### What to work on
Write out the entries again. Match each one exactly.

Stored items:
Content starts

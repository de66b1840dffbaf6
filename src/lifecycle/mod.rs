//! Lifecycle management for the demo host.
//!
//! # Data Flow
//! ```text
//! Shutdown (shutdown.rs):
//!     trigger() → workers see the flag between accepts → teardown contexts
//!
//! Signals (signals.rs):
//!     SIGTERM/SIGINT → trigger shutdown → plugin exit
//! ```
//!
//! # Design Decisions
//! - Workers are plain threads, so the shutdown signal is an atomic flag
//! - Only signal waiting uses an async runtime, on the main thread

pub mod shutdown;
pub mod signals;

pub use shutdown::Shutdown;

Content ends

### Exercise answer
repository de66b1840dffbaf6
filename src/lifecycle/mod.rs
//! Lifecycle management for the demo host.
//!
//! # Data Flow
//! ```text
//! Shutdown (shutdown.rs):
//!     trigger() → workers see the flag between accepts → teardown contexts
//!
//! Signals (signals.rs):
//!     SIGTERM/SIGINT → trigger shutdown → plugin exit
//! ```
//!
//! # Design Decisions
//! - Workers are plain threads, so the shutdown signal is an atomic flag
//! - Only signal waiting uses an async runtime, on the main thread

pub mod shutdown;
pub mod signals;

pub use shutdown::Shutdown;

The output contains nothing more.